This is a serious question, worthy of an intelligent response. The Home School Legal Defense Association (HSLDA) has a great response to this question, and you can read the response at their website at http://www.hslda.org/docs/news/2012/201205160.asp. The Huffington Post has a recent article that addresses this question, and you can read this article by clicking here.
Two additional webpages that provide excellent information regarding the socialization of home educated students are available here:
http://ontariohomeschool.org/socialization/
http://www.homeschool.com/articles/socialization/
Below is our response to this question.
Socialization is the process of learning the rules of behavior of the culture within which an individual is born and will live. Two relevant questions would be
(A) What currently are the strongest agents of socialization?
(B) Are traditional schools effect agents of socialization?
In a CBC interview, Neil Postman answered the first question by stating that the most powerful agent of socialization shaping the behavior of our youth is television advertising, followed by the influence of “mom and pop”. Our kids learn by watching and imitating the behaviors of others on TV or in person, therefore, socialization will be occurring every time children are around other people. Going to school contributes to socialization, but so does going to church, or going to movies for that matter. Attending church may involve many rules of behavior while attending a movie may involve fewer such rules; the better question might be, “what rules of socialization are learned at school?”
Many people are starting to realize that traditional schools may in-fact be poor places to learn positive social behavior. The artificial environment of age-segregation is reflected no where else in our society. The school experience offers very little opportunity to practice appropriate behavior with people older or younger than the student. While traditional day school students are preparing for “real life”, home-education students are living real life.

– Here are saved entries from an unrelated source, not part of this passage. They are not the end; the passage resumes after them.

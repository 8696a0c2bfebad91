use std::fmt::Debug;

use rand::Rng;

use crate::breeding::Context;
use crate::error::{GeneticError, Result};
use crate::fitness::FitnessValue;
use crate::gene::Gene;
use crate::individual::Individual;
use crate::population::Population;
use crate::rng::sample_indices;

/// Chooses parents and survivors from the population of the running algorithm.
pub trait Selector<G: Gene, F: FitnessValue>: Debug + Send + Sync {
    /// The mating pool of the next generation.
    fn parents(&self, context: &Context<'_, G, F>) -> Result<Vec<Individual<G, F>>>;

    /// Members carried into the next generation unchanged.
    fn survivors(&self, context: &Context<'_, G, F>) -> Result<Vec<Individual<G, F>>>;
}

/// Draws `n_sample` distinct members uniformly and returns the `n_best` best of
/// them, best first.
///
/// # Errors
///
/// `IllegalState` when `n_best > n_sample` or the population has fewer than
/// `n_sample` members.
pub fn best_among_random<G, F, P, R>(
    population: &P,
    n_best: usize,
    n_sample: usize,
    rng: &mut R,
) -> Result<Vec<Individual<G, F>>>
where
    G: Gene,
    F: FitnessValue,
    P: Population<G, F> + ?Sized,
    R: Rng + ?Sized,
{
    if n_best > n_sample {
        return Err(GeneticError::IllegalState(format!(
            "Cannot keep the {n_best} best of a sample of {n_sample}"
        )));
    }
    let mut sample = sample_indices(rng, population.len(), n_sample)?
        .into_iter()
        .map(|index| population.get(index))
        .collect::<Result<Vec<_>>>()?;

    let environment = population.environment();
    sample.sort_by(|a, b| environment.compare_inverse(a, b));
    Ok(sample.into_iter().take(n_best).cloned().collect())
}
//! # Termination
//!
//! Stopping conditions checked by the driver before every generation, next to the
//! iteration cap. Any condition returning `true` ends the run.

use std::cmp::Ordering as CmpOrdering;
use std::fmt::Debug;
use std::sync::atomic::{AtomicBool, Ordering};
use std::sync::Arc;
use std::time::Duration;

use crate::environment::Environment;
use crate::fitness::FitnessValue;
use crate::gene::Gene;
use crate::individual::Individual;

/// Snapshot of a run, handed to stopping conditions.
#[derive(Debug)]
pub struct Progress<'a, G: Gene, F: FitnessValue> {
    pub iteration: u32,
    pub stagnation: u32,
    pub elapsed: Duration,
    pub best: Option<&'a Individual<G, F>>,
    pub environment: &'a Environment<G, F>,
}

pub trait Termination<G: Gene, F: FitnessValue>: Debug + Send + Sync {
    fn should_stop(&self, progress: &Progress<'_, G, F>) -> bool;
}

/// Stops after `limit` consecutive generations without strict improvement.
#[derive(Debug, Clone, Copy, PartialEq, Eq)]
pub struct StagnationLimit(pub u32);

impl<G: Gene, F: FitnessValue> Termination<G, F> for StagnationLimit {
    fn should_stop(&self, progress: &Progress<'_, G, F>) -> bool {
        progress.stagnation >= self.0
    }
}

/// Stops once the best-ever fitness reaches `target` (or beats it) under the
/// environment's mode.
#[derive(Debug, Clone, PartialEq)]
pub struct FitnessTarget<F>(pub F);

impl<G: Gene, F: FitnessValue> Termination<G, F> for FitnessTarget<F> {
    fn should_stop(&self, progress: &Progress<'_, G, F>) -> bool {
        progress
            .best
            .and_then(Individual::fitness)
            .is_some_and(|best| progress.environment.compare_fitness(best, &self.0) != CmpOrdering::Less)
    }
}

/// Cooperative cancellation. Clones share the flag, so a clone kept by another
/// thread can stop a running algorithm at the next generation boundary.
///
/// ```rust
/// use populus::evolution::termination::CancellationToken;
///
/// let token = CancellationToken::new();
/// let handle = token.clone();
/// handle.cancel();
/// assert!(token.is_cancelled());
/// ```
#[derive(Debug, Clone, Default)]
pub struct CancellationToken {
    cancelled: Arc<AtomicBool>,
}

impl CancellationToken {
    pub fn new() -> Self {
        Self::default()
    }

    pub fn cancel(&self) {
        self.cancelled.store(true, Ordering::SeqCst);
    }

    pub fn is_cancelled(&self) -> bool {
        self.cancelled.load(Ordering::SeqCst)
    }

    pub fn reset(&self) {
        self.cancelled.store(false, Ordering::SeqCst);
    }
}

impl<G: Gene, F: FitnessValue> Termination<G, F> for CancellationToken {
    fn should_stop(&self, _progress: &Progress<'_, G, F>) -> bool {
        self.is_cancelled()
    }
}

It seems common sense that students learn most effectively through modeling. Whatever children see others doing is what they themselves learn to do. Given a child’s predisposition to model the behavior of others, it seems a bit risky to expose a child to a roomful of other immature children with only one responsible adult as the “official” model. Certainly students learn much of their socialization from their peers–for better or worse!
Are schools taking the job seriously? In Alberta, schools are accountable to the Auditor General for their performance. What is the measure of performance? Academic achievement, NOT socialization. Socialization appears to be the goal nobody checks up on. If good socialization happens in schools, it is likely in spite of the lack of culture development on the part of educators.